Work request: Make an exact copy of the lines starting at the top of the listing below and ending at the line that contains "pub const MAIN_SUB_CONFIG: i32 = -1;", inclusive.

····················

use std::collections::{BTreeMap, HashMap};
use std::hash::{Hash, Hasher};

use serde::{Deserialize, Serialize};

use crate::ids::PlayerId;

/// Sub-config index of an owner's main claim configuration.
pub const MAIN_SUB_CONFIG: i32 = -1;

/// The distinguishing fields of a claim value, without its wire index.
#[derive(Debug, Clone, Copy, PartialEq, Eq, Hash, PartialOrd, Ord, Serialize, Deserialize)]
pub struct ClaimKey {
    pub owner: PlayerId,
    pub sub_config_index: i32,
    pub forceloadable: bool,
}

impl ClaimKey {
    pub fn new(owner: PlayerId, sub_config_index: i32, forceloadable: bool) -> Self {
        Self {
            owner,
            sub_config_index,
            forceloadable,
        }
    }

    pub fn main(owner: PlayerId) -> Self {
        Self::new(owner, MAIN_SUB_CONFIG, false)
    }

    pub fn with_forceloadable(self, forceloadable: bool) -> Self {
        Self {
            forceloadable,
            ..self
        }
    }

    /// Same owner and sub-config, force-load flag aside.
    pub fn is_same_claim_type(&self, other: &ClaimKey) -> bool {
        self.owner == other.owner && self.sub_config_index == other.sub_config_index
    }
}

/// Immutable claim value stored in region palettes.
///
/// Equality ignores `sync_index`: two values with the same owner, sub-config
/// and force-load flag are the same claim.
#[derive(Debug, Clone, Copy, Serialize, Deserialize)]
pub struct ChunkClaim {
    pub owner: PlayerId,
    pub sub_config_index: i32,
    pub forceloadable: bool,
    pub sync_index: u32,
}

impl ChunkClaim {
    pub fn key(&self) -> ClaimKey {
        ClaimKey::new(self.owner, self.sub_config_index, self.forceloadable)
    }

    pub fn is_same_claim_type(&self, other: &ChunkClaim) -> bool {
        self.key().is_same_claim_type(&other.key())
    }
}

impl PartialEq for ChunkClaim {
    fn eq(&self, other: &Self) -> bool {
        self.key() == other.key()
    }
}

impl Eq for ChunkClaim {}

impl Hash for ChunkClaim {
    fn hash<H: Hasher>(&self, state: &mut H) {
        self.key().hash(state);
    }
}

#[derive(Debug, Clone)]
struct StateEntry {
    claim: ChunkClaim,
    regions: u32,
}

/// Interns claim values and hands out their sync indices.
///
/// Indices come from a counter and are never reused, so a client can never
/// confuse a removed state with a later one.
#[derive(Debug, Default, Clone)]
pub struct ClaimStateRegistry {
    states: HashMap<ClaimKey, StateEntry>,
    by_index: BTreeMap<u32, ClaimKey>,
    next_index: u32,
}

impl ClaimStateRegistry {
    pub fn new() -> Self {
        Self::default()
    }

    pub fn get(&self, key: &ClaimKey) -> Option<ChunkClaim> {
        self.states.get(key).map(|entry| entry.claim)
    }

    pub fn by_sync_index(&self, index: u32) -> Option<ChunkClaim> {
        self.by_index
            .get(&index)
            .and_then(|key| self.states.get(key))
            .map(|entry| entry.claim)
    }

    /// Returns the interned value and whether it was created by this call.
    pub fn get_or_create(&mut self, key: ClaimKey) -> (ChunkClaim, bool) {
        if let Some(entry) = self.states.get(&key) {
            return (entry.claim, false);
        }
        let claim = ChunkClaim {
            owner: key.owner,
            sub_config_index: key.sub_config_index,
            forceloadable: key.forceloadable,
            sync_index: self.next_index,
        };
        self.next_index += 1;
        self.states.insert(key, StateEntry { claim, regions: 0 });
        self.by_index.insert(claim.sync_index, key);
        (claim, true)
    }

    pub fn region_added(&mut self, claim: &ChunkClaim) {
        if let Some(entry) = self.states.get_mut(&claim.key()) {
            entry.regions += 1;
        }
    }

    /// Returns the state if it is no longer referenced by any region and
    /// was therefore removed.
    pub fn region_removed(&mut self, claim: &ChunkClaim) -> Option<ChunkClaim> {
        let key = claim.key();
        let entry = self.states.get_mut(&key)?;
        entry.regions = entry.regions.saturating_sub(1);
        if entry.regions > 0 {
            return None;
        }
        let removed = self.states.remove(&key)?;
        self.by_index.remove(&removed.claim.sync_index);
        Some(removed.claim)
    }

    pub fn region_count(&self, claim: &ChunkClaim) -> u32 {
        self.states
            .get(&claim.key())
            .map(|entry| entry.regions)
            .unwrap_or(0)
    }

    /// States in sync-index order.
    pub fn iter(&self) -> impl Iterator<Item = ChunkClaim> + '_ {
        self.by_index
            .values()
            .filter_map(|key| self.states.get(key))
            .map(|entry| entry.claim)
    }

    /// First state whose sync index is at least `index`.
    pub fn next_from(&self, index: u32) -> Option<ChunkClaim> {
        self.by_index
            .range(index..)
            .find_map(|(_, key)| self.states.get(key))
            .map(|entry| entry.claim)
    }

    pub fn len(&self) -> usize {
        self.states.len()
    }

    pub fn is_empty(&self) -> bool {
        self.states.is_empty()
    }
}

#[cfg(test)]
mod tests {
    use super::*;

    #[test]
    fn equality_ignores_sync_index() {
        let owner = PlayerId::from_u128(7);
        let a = ChunkClaim {
            owner,
            sub_config_index: 2,
            forceloadable: false,
            sync_index: 1,
        };
        let b = ChunkClaim { sync_index: 40, ..a };
        let c = ChunkClaim {
            forceloadable: true,
            ..a
        };
        assert_eq!(a, b);
        assert_ne!(a, c);
        assert!(a.is_same_claim_type(&c));
        assert!(!a.key().is_same_claim_type(&ClaimKey::main(owner)));
    }

    #[test]
    fn sync_indices_are_never_reused() {
        let mut registry = ClaimStateRegistry::new();
        let key = ClaimKey::main(PlayerId::from_u128(1));
        let (first, created) = registry.get_or_create(key);
        assert!(created);
        registry.region_added(&first);
        assert_eq!(registry.get_or_create(key), (first, false));

        assert_eq!(registry.region_removed(&first), Some(first));
        assert!(registry.by_sync_index(first.sync_index).is_none());

        let (second, created) = registry.get_or_create(key);
        assert!(created);
        assert_ne!(second.sync_index, first.sync_index);
    }

    #[test]
    fn state_survives_while_any_region_references_it() {
        let mut registry = ClaimStateRegistry::new();
        let (claim, _) = registry.get_or_create(ClaimKey::main(PlayerId::SERVER));
        registry.region_added(&claim);
        registry.region_added(&claim);
        assert_eq!(registry.region_removed(&claim), None);
        assert_eq!(registry.region_count(&claim), 1);
        assert_eq!(registry.region_removed(&claim), Some(claim));
        assert!(registry.is_empty());
    }
}
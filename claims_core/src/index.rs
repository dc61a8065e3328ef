//! Sparse dimension -> region -> palette store lookup.

use std::collections::BTreeMap;

use crate::claim::ChunkClaim;
use crate::ids::{ChunkPos, DimensionId, RegionPos};
use crate::palette::{PaletteChange, PaletteRegionStore};

/// Regions of one dimension. A region exists only while it holds a claim.
#[derive(Debug, Default, Clone)]
pub struct DimensionClaims {
    regions: BTreeMap<RegionPos, PaletteRegionStore>,
}

impl DimensionClaims {
    pub fn get(&self, pos: ChunkPos) -> Option<ChunkClaim> {
        let (x, z) = pos.local();
        self.regions.get(&pos.region())?.get(x, z)
    }

    pub fn set(&mut self, pos: ChunkPos, value: Option<ChunkClaim>) -> PaletteChange {
        let region = pos.region();
        let (x, z) = pos.local();
        match value {
            Some(_) => self.regions.entry(region).or_default().set(x, z, value),
            None => {
                let Some(store) = self.regions.get_mut(&region) else {
                    return PaletteChange::default();
                };
                let change = store.set(x, z, None);
                if store.is_empty() {
                    self.regions.remove(&region);
                }
                change
            }
        }
    }

    pub fn region(&self, region: RegionPos) -> Option<&PaletteRegionStore> {
        self.regions.get(&region)
    }

    pub fn regions(&self) -> impl Iterator<Item = (RegionPos, &PaletteRegionStore)> {
        self.regions.iter().map(|(pos, store)| (*pos, store))
    }

    pub fn region_count(&self) -> usize {
        self.regions.len()
    }

    pub fn is_empty(&self) -> bool {
        self.regions.is_empty()
    }
}

#[derive(Debug, Default, Clone)]
pub struct ClaimsIndex {
    dimensions: BTreeMap<DimensionId, DimensionClaims>,
}

impl ClaimsIndex {
    pub fn new() -> Self {
        Self::default()
    }

    pub fn get(&self, dimension: &DimensionId, pos: ChunkPos) -> Option<ChunkClaim> {
        self.dimensions.get(dimension)?.get(pos)
    }

    pub fn set(
        &mut self,
        dimension: &DimensionId,
        pos: ChunkPos,
        value: Option<ChunkClaim>,
    ) -> PaletteChange {
        if value.is_none() && !self.dimensions.contains_key(dimension) {
            return PaletteChange::default();
        }
        let claims = self.dimensions.entry(dimension.clone()).or_default();
        let change = claims.set(pos, value);
        if claims.is_empty() {
            self.dimensions.remove(dimension);
        }
        change
    }

    pub fn dimension(&self, dimension: &DimensionId) -> Option<&DimensionClaims> {
        self.dimensions.get(dimension)
    }

    pub fn region(&self, dimension: &DimensionId, region: RegionPos) -> Option<&PaletteRegionStore> {
        self.dimensions.get(dimension)?.region(region)
    }

    pub fn regions_of(
        &self,
        dimension: &DimensionId,
    ) -> impl Iterator<Item = (RegionPos, &PaletteRegionStore)> {
        self.dimensions
            .get(dimension)
            .into_iter()
            .flat_map(DimensionClaims::regions)
    }

    pub fn dimensions(&self) -> impl Iterator<Item = (&DimensionId, &DimensionClaims)> {
        self.dimensions.iter()
    }

    /// Every region key in dimension then region order.
    pub fn region_keys(&self) -> Vec<(DimensionId, RegionPos)> {
        self.dimensions
            .iter()
            .flat_map(|(dimension, claims)| {
                claims
                    .regions
                    .keys()
                    .map(move |region| (dimension.clone(), *region))
            })
            .collect()
    }

    pub fn region_count(&self) -> usize {
        self.dimensions.values().map(DimensionClaims::region_count).sum()
    }
}

#[cfg(test)]
mod tests {
    use super::*;
    use crate::ids::PlayerId;

    fn claim() -> ChunkClaim {
        ChunkClaim {
            owner: PlayerId::from_u128(5),
            sub_config_index: -1,
            forceloadable: false,
            sync_index: 0,
        }
    }

    #[test]
    fn regions_are_created_and_destroyed_lazily() {
        let mut index = ClaimsIndex::new();
        let overworld = DimensionId::overworld();
        let pos = ChunkPos::new(-40, 70);
        assert_eq!(index.get(&overworld, pos), None);

        index.set(&overworld, pos, Some(claim()));
        assert_eq!(index.get(&overworld, pos), Some(claim()));
        assert_eq!(index.region_count(), 1);
        assert!(index.region(&overworld, RegionPos::new(-2, 2)).is_some());

        index.set(&overworld, pos, None);
        assert_eq!(index.region_count(), 0);
        assert!(index.dimension(&overworld).is_none());
    }

    #[test]
    fn unclaiming_missing_cells_is_a_no_op() {
        let mut index = ClaimsIndex::new();
        let change = index.set(&DimensionId::overworld(), ChunkPos::new(1, 1), None);
        assert_eq!(change, PaletteChange::default());
        assert_eq!(index.region_count(), 0);
    }

    #[test]
    fn region_keys_are_ordered() {
        let mut index = ClaimsIndex::new();
        let nether = DimensionId::new("minecraft:the_nether");
        let overworld = DimensionId::overworld();
        index.set(&overworld, ChunkPos::new(100, 0), Some(claim()));
        index.set(&overworld, ChunkPos::new(0, 0), Some(claim()));
        index.set(&nether, ChunkPos::new(0, 0), Some(claim()));
        assert_eq!(
            index.region_keys(),
            vec![
                (overworld.clone(), RegionPos::new(0, 0)),
                (overworld, RegionPos::new(3, 0)),
                (nether, RegionPos::new(0, 0)),
            ]
        );
    }
}
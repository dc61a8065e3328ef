use std::fmt;

use serde::{Deserialize, Serialize};
use uuid::Uuid;

/// Identity of a claim owner. Two reserved ids stand for the server itself
/// and for claims whose player owner expired.
#[derive(Debug, Clone, Copy, PartialEq, Eq, Hash, PartialOrd, Ord, Serialize, Deserialize)]
pub struct PlayerId(pub Uuid);

impl PlayerId {
    pub const SERVER: PlayerId = PlayerId(Uuid::from_u64_pair(0, 0));
    pub const EXPIRED: PlayerId = PlayerId(Uuid::from_u64_pair(0, 1));

    pub fn random() -> Self {
        PlayerId(Uuid::new_v4())
    }

    pub fn from_u128(value: u128) -> Self {
        PlayerId(Uuid::from_u128(value))
    }

    /// True for the server and expired pseudo-owners.
    pub fn is_reserved(self) -> bool {
        self == PlayerId::SERVER || self == PlayerId::EXPIRED
    }
}

impl fmt::Display for PlayerId {
    fn fmt(&self, f: &mut fmt::Formatter<'_>) -> fmt::Result {
        match *self {
            PlayerId::SERVER => write!(f, "server"),
            PlayerId::EXPIRED => write!(f, "expired"),
            PlayerId(id) => write!(f, "{id}"),
        }
    }
}

#[derive(Debug, Clone, PartialEq, Eq, Hash, PartialOrd, Ord, Serialize, Deserialize)]
pub struct DimensionId(pub String);

impl DimensionId {
    pub const OVERWORLD: &'static str = "minecraft:overworld";

    pub fn new(name: impl Into<String>) -> Self {
        DimensionId(name.into())
    }

    pub fn overworld() -> Self {
        DimensionId(Self::OVERWORLD.to_string())
    }

    pub fn as_str(&self) -> &str {
        &self.0
    }
}

impl fmt::Display for DimensionId {
    fn fmt(&self, f: &mut fmt::Formatter<'_>) -> fmt::Result {
        f.write_str(&self.0)
    }
}

#[derive(Debug, Clone, Copy, PartialEq, Eq, Hash, PartialOrd, Ord, Serialize, Deserialize)]
pub struct ChunkPos {
    pub x: i32,
    pub z: i32,
}

impl ChunkPos {
    pub const fn new(x: i32, z: i32) -> Self {
        Self { x, z }
    }

    pub fn region(self) -> RegionPos {
        RegionPos::new(self.x >> 5, self.z >> 5)
    }

    /// Cell coordinates inside the owning region.
    pub fn local(self) -> (usize, usize) {
        ((self.x & 31) as usize, (self.z & 31) as usize)
    }

    /// Packs both coordinates into one sortable key.
    pub fn packed(self) -> i64 {
        ((self.x as i64) << 32) | (self.z as u32 as i64)
    }

    pub fn from_packed(value: i64) -> Self {
        Self::new((value >> 32) as i32, value as i32)
    }

    /// Exact for any pair of coordinates; never wraps.
    pub fn chebyshev(self, other: ChunkPos) -> u32 {
        self.x.abs_diff(other.x).max(self.z.abs_diff(other.z))
    }

    pub fn manhattan(self, other: ChunkPos) -> u64 {
        u64::from(self.x.abs_diff(other.x)) + u64::from(self.z.abs_diff(other.z))
    }
}

impl fmt::Display for ChunkPos {
    fn fmt(&self, f: &mut fmt::Formatter<'_>) -> fmt::Result {
        write!(f, "[{}, {}]", self.x, self.z)
    }
}

#[derive(Debug, Clone, Copy, PartialEq, Eq, Hash, PartialOrd, Ord, Serialize, Deserialize)]
pub struct RegionPos {
    pub x: i32,
    pub z: i32,
}

impl RegionPos {
    pub const fn new(x: i32, z: i32) -> Self {
        Self { x, z }
    }

    pub fn chunk(self, local_x: usize, local_z: usize) -> ChunkPos {
        ChunkPos::new((self.x << 5) | local_x as i32, (self.z << 5) | local_z as i32)
    }
}
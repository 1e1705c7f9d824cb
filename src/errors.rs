//! Upload error types.
//!
//! Every failure an upload session can surface is a variant of
//! [`UploadError`].  All variants are `Clone`: the session latches the
//! first failure it observes and hands the same error back from every
//! subsequent `write`/`flush`/`close` call.

use thiserror::Error;

/// A typed failure reported by the storage service for a single
/// request (a staged chunk, a page write, an append, or the final
/// block-list commit).
#[derive(Debug, Clone, Error)]
#[error("{operation} failed{}: {message}", .status.map(|s| format!(" (HTTP {})", s)).unwrap_or_default())]
pub struct ServiceError {
    /// Which service operation failed (e.g. `put_block`).
    pub operation: String,
    /// HTTP status, if the request reached the service.
    pub status: Option<u16>,
    /// Error detail, typically the response body.
    pub message: String,
}

impl ServiceError {
    /// Build a `ServiceError` for a request that got an HTTP response.
    pub fn http(operation: &str, status: u16, message: impl Into<String>) -> Self {
        Self {
            operation: operation.to_string(),
            status: Some(status),
            message: message.into(),
        }
    }

    /// Build a `ServiceError` for a request that failed before any
    /// response arrived (connect error, timeout, signing failure).
    pub fn transport(operation: &str, message: impl Into<String>) -> Self {
        Self {
            operation: operation.to_string(),
            status: None,
            message: message.into(),
        }
    }
}

/// Errors surfaced by [`ChunkedUploadStream`](crate::ChunkedUploadStream).
#[derive(Debug, Clone, Error)]
pub enum UploadError {
    /// Malformed call parameters (out-of-bounds source range).  Surfaced
    /// synchronously and never latched into the session fault.
    #[error("invalid argument: {message}")]
    InvalidArgument { message: String },

    /// Invalid construction parameters (unaligned page blob length,
    /// zero or over-limit chunk threshold).
    #[error("invalid upload configuration: {message}")]
    Configuration { message: String },

    /// A page blob chunk whose length is not a multiple of 512 bytes.
    /// Fatal: latched before any network dispatch is attempted.
    #[error("page chunk of {length} bytes is not 512-byte aligned")]
    ChunkAlignment { length: usize },

    /// An append would push the blob past its configured maximum size.
    /// Fatal: latched before the dispatch is attempted.
    #[error("append to offset {projected} exceeds maximum blob size {max}")]
    MaxSizeExceeded { projected: u64, max: u64 },

    /// A dispatched chunk or the final commit failed at the service.
    #[error(transparent)]
    Service(#[from] ServiceError),

    /// The session has been closed; no further operations are allowed.
    #[error("upload stream is closed")]
    StreamClosed,
}

#[cfg(test)]
mod tests {
    use super::*;

    #[test]
    fn service_error_display_with_status() {
        let e = ServiceError::http("put_block", 412, "precondition failed");
        let s = e.to_string();
        assert!(s.contains("put_block"));
        assert!(s.contains("412"));
        assert!(s.contains("precondition failed"));
    }

    #[test]
    fn service_error_display_without_status() {
        let e = ServiceError::transport("append_block", "connection reset");
        let s = e.to_string();
        assert!(s.contains("append_block"));
        assert!(!s.contains("HTTP"));
    }

    #[test]
    fn upload_error_is_cloneable() {
        let e = UploadError::ChunkAlignment { length: 513 };
        let c = e.clone();
        assert_eq!(e.to_string(), c.to_string());
    }

    #[test]
    fn service_variant_is_transparent() {
        let inner = ServiceError::http("commit_block_list", 500, "boom");
        let e = UploadError::from(inner.clone());
        assert_eq!(e.to_string(), inner.to_string());
    }
}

····················

Answer to the problem:
use std::collections::{BTreeMap, HashMap};
use std::hash::{Hash, Hasher};

use serde::{Deserialize, Serialize};

use crate::ids::PlayerId;

/// Sub-config index of an owner's main claim configuration.
pub const MAIN_SUB_CONFIG: i32 = -1;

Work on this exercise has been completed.